-- What to work on --
Your answer should be one number, the count of lines in the data that hold "parse".

(Material shown begins)

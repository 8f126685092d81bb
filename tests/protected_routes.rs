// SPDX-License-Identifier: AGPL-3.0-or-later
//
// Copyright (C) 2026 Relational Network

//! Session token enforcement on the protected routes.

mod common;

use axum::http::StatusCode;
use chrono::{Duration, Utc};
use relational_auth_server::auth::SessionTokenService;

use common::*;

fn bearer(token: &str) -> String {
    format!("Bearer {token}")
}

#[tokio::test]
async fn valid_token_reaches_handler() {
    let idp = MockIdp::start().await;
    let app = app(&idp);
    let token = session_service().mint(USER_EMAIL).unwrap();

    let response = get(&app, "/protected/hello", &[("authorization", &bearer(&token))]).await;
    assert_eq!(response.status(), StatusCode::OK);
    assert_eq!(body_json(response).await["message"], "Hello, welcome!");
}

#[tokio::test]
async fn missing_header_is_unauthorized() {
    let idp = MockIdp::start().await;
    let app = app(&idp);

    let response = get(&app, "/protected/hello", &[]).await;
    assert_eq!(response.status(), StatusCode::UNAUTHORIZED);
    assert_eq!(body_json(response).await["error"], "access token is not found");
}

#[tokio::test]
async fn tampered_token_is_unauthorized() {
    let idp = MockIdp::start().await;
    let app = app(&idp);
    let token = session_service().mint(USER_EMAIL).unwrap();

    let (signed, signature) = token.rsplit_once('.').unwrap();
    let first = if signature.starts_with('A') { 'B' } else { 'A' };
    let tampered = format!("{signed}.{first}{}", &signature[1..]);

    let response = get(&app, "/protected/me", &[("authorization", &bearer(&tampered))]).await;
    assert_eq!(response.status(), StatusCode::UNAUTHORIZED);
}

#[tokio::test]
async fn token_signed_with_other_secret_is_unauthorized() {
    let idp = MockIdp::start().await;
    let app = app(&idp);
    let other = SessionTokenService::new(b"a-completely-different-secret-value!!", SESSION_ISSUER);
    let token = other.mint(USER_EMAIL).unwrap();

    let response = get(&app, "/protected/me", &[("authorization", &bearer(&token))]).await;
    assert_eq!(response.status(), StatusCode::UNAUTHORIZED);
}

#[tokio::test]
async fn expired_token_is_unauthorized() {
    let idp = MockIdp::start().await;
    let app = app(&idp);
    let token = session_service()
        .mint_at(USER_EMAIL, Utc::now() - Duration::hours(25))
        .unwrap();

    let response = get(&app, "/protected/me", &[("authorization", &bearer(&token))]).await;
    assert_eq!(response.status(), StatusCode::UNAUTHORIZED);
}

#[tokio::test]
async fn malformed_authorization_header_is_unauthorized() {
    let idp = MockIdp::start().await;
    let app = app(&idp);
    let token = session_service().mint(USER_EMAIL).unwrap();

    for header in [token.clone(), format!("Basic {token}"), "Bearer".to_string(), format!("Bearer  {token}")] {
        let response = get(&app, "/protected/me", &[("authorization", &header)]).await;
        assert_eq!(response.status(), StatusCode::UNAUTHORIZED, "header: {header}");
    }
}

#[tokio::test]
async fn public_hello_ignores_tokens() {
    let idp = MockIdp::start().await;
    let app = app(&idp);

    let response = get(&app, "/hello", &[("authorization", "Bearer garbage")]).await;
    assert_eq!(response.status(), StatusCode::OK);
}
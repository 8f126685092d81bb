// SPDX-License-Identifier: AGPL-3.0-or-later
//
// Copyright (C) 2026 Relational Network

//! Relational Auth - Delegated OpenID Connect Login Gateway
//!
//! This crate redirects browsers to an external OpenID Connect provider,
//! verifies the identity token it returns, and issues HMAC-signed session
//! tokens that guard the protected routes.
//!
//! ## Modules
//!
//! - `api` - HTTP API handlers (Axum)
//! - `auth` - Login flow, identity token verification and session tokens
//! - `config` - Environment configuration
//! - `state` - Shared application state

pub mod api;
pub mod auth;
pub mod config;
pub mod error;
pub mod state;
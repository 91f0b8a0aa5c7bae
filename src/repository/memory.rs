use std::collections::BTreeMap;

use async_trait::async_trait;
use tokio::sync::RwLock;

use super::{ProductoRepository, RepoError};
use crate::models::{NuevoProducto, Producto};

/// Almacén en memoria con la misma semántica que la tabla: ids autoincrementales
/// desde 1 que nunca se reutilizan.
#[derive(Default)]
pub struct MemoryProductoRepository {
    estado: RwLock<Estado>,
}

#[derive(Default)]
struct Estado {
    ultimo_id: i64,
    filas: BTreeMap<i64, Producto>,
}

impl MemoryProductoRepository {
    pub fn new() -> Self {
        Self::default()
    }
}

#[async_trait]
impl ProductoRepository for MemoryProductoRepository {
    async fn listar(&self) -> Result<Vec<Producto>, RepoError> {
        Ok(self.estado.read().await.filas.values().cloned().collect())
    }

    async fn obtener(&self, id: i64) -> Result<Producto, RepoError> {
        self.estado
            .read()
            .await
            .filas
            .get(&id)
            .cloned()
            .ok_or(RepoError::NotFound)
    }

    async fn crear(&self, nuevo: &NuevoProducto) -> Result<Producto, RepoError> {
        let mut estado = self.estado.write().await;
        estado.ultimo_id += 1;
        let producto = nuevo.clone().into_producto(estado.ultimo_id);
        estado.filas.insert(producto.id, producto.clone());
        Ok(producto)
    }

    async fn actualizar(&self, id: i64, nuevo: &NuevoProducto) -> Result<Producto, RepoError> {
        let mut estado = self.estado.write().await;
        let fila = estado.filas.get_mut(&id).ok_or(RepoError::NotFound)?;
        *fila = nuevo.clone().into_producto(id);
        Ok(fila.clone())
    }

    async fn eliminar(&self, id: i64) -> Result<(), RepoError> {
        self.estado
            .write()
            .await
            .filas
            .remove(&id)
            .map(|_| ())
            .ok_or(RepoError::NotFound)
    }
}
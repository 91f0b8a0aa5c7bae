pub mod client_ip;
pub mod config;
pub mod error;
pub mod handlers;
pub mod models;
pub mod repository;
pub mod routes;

(Material shown ends)
(Material shown begins)

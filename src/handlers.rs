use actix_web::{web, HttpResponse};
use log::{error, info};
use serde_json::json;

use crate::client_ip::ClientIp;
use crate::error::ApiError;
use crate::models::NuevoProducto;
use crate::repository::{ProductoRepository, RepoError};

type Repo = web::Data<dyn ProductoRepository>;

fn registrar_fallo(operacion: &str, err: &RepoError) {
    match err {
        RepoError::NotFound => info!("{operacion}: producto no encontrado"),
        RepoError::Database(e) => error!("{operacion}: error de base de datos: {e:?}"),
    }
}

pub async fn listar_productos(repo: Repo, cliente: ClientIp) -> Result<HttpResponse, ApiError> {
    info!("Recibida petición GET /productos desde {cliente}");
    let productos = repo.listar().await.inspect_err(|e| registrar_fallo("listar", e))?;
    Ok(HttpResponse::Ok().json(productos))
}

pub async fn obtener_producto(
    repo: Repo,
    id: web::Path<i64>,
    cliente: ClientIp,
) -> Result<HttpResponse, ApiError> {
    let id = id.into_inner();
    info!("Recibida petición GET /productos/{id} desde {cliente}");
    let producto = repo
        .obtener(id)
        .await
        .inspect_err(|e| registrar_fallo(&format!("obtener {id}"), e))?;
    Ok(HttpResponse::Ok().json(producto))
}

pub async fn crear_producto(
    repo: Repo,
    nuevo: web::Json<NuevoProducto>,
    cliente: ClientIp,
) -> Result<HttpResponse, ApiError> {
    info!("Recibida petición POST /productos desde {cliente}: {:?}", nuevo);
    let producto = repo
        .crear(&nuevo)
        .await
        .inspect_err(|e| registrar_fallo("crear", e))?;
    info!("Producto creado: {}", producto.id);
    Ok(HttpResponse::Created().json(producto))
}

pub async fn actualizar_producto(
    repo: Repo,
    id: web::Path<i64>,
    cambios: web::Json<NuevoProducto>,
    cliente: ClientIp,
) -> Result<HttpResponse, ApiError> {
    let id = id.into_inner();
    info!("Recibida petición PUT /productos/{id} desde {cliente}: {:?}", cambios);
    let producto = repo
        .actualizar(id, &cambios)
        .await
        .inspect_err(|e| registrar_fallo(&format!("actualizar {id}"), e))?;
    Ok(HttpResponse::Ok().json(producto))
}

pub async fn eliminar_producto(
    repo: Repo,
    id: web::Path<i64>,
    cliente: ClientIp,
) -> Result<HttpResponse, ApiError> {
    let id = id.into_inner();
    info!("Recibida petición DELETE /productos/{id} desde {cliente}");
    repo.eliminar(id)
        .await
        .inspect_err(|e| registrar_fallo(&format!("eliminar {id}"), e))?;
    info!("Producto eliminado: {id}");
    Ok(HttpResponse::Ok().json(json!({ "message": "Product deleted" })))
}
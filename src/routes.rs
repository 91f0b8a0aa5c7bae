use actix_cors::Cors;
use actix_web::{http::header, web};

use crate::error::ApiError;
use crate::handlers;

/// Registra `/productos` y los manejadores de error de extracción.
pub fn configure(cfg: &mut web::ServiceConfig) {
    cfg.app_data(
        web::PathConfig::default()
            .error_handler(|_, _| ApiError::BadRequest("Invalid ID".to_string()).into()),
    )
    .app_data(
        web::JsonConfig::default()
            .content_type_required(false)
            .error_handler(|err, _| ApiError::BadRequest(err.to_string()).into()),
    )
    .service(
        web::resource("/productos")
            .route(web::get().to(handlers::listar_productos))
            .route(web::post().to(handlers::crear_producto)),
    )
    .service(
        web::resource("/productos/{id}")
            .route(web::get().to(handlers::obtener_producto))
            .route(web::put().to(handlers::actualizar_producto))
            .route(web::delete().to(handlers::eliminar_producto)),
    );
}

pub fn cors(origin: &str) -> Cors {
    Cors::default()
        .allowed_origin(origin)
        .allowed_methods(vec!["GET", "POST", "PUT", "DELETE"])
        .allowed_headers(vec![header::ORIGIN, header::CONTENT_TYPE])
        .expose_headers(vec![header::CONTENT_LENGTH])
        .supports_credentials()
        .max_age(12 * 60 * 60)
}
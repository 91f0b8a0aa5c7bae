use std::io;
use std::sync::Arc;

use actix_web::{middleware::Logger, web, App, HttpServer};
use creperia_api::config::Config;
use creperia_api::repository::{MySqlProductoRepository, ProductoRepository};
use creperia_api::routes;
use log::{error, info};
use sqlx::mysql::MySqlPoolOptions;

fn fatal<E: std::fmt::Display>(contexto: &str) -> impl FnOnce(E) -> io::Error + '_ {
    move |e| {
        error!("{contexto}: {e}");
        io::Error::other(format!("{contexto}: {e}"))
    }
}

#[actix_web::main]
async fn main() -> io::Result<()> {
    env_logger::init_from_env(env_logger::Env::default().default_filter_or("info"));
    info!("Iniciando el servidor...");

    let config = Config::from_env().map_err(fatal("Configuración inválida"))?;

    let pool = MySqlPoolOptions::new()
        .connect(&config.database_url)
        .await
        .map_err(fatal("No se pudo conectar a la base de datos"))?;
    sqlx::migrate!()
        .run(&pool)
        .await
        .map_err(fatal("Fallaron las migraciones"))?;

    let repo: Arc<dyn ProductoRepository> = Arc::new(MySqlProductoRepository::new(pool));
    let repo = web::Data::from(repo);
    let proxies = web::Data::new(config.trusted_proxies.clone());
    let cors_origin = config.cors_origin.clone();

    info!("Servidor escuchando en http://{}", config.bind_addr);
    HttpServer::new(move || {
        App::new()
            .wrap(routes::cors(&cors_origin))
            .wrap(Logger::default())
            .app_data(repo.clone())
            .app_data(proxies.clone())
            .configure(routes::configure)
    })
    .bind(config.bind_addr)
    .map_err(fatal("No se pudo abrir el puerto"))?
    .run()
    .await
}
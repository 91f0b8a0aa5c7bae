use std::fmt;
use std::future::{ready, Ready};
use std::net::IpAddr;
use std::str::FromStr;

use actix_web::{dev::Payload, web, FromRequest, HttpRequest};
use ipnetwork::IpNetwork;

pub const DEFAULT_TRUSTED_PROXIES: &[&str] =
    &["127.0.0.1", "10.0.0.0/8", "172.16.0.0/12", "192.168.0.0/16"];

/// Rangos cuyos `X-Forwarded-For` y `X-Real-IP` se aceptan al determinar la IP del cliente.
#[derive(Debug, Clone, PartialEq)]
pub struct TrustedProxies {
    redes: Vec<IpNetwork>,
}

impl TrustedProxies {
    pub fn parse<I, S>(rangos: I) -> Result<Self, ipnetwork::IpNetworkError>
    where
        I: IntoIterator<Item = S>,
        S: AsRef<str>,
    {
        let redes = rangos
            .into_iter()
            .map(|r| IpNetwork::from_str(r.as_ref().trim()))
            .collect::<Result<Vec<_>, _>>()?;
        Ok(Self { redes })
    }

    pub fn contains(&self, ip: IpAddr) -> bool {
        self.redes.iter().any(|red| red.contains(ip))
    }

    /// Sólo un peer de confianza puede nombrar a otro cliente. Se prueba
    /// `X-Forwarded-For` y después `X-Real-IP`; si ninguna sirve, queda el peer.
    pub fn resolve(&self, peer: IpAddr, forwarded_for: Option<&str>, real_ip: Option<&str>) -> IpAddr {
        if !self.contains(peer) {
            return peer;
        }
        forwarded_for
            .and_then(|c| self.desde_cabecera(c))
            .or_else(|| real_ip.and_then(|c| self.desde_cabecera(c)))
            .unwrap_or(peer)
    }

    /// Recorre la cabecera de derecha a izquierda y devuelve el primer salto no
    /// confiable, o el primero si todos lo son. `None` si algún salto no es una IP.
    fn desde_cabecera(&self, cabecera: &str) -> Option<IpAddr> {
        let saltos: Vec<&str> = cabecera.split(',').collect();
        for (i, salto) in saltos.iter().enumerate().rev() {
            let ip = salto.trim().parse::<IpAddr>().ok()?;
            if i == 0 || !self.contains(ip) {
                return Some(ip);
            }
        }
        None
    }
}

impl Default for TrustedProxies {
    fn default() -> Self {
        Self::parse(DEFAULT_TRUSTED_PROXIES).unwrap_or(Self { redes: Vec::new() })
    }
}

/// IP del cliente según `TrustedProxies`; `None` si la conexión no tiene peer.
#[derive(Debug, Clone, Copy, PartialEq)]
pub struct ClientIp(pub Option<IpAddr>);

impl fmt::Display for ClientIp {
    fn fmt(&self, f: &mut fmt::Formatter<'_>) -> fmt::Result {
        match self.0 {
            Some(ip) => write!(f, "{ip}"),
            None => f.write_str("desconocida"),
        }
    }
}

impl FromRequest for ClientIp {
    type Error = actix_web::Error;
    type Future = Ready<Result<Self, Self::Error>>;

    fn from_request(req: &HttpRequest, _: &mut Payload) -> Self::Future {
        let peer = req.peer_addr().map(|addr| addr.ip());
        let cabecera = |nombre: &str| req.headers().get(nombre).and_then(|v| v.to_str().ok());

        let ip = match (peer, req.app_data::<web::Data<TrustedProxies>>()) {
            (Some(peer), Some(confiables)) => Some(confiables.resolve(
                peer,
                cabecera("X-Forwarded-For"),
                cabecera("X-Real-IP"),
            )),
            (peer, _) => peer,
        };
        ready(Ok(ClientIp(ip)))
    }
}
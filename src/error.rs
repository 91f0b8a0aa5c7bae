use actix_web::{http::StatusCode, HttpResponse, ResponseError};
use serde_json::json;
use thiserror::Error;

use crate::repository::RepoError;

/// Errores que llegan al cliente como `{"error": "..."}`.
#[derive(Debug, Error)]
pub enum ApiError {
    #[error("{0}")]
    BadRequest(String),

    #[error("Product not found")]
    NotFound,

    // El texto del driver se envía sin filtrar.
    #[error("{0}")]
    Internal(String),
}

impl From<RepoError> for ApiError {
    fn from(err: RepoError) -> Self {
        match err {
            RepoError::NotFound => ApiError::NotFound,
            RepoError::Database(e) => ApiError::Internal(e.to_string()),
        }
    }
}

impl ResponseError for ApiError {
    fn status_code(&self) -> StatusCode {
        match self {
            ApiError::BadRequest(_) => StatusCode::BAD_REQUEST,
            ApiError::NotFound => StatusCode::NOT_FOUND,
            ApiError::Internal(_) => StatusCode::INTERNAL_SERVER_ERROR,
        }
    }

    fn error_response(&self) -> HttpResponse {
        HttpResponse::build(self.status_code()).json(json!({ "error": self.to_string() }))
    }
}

(Material shown ends)

-- Written response --
3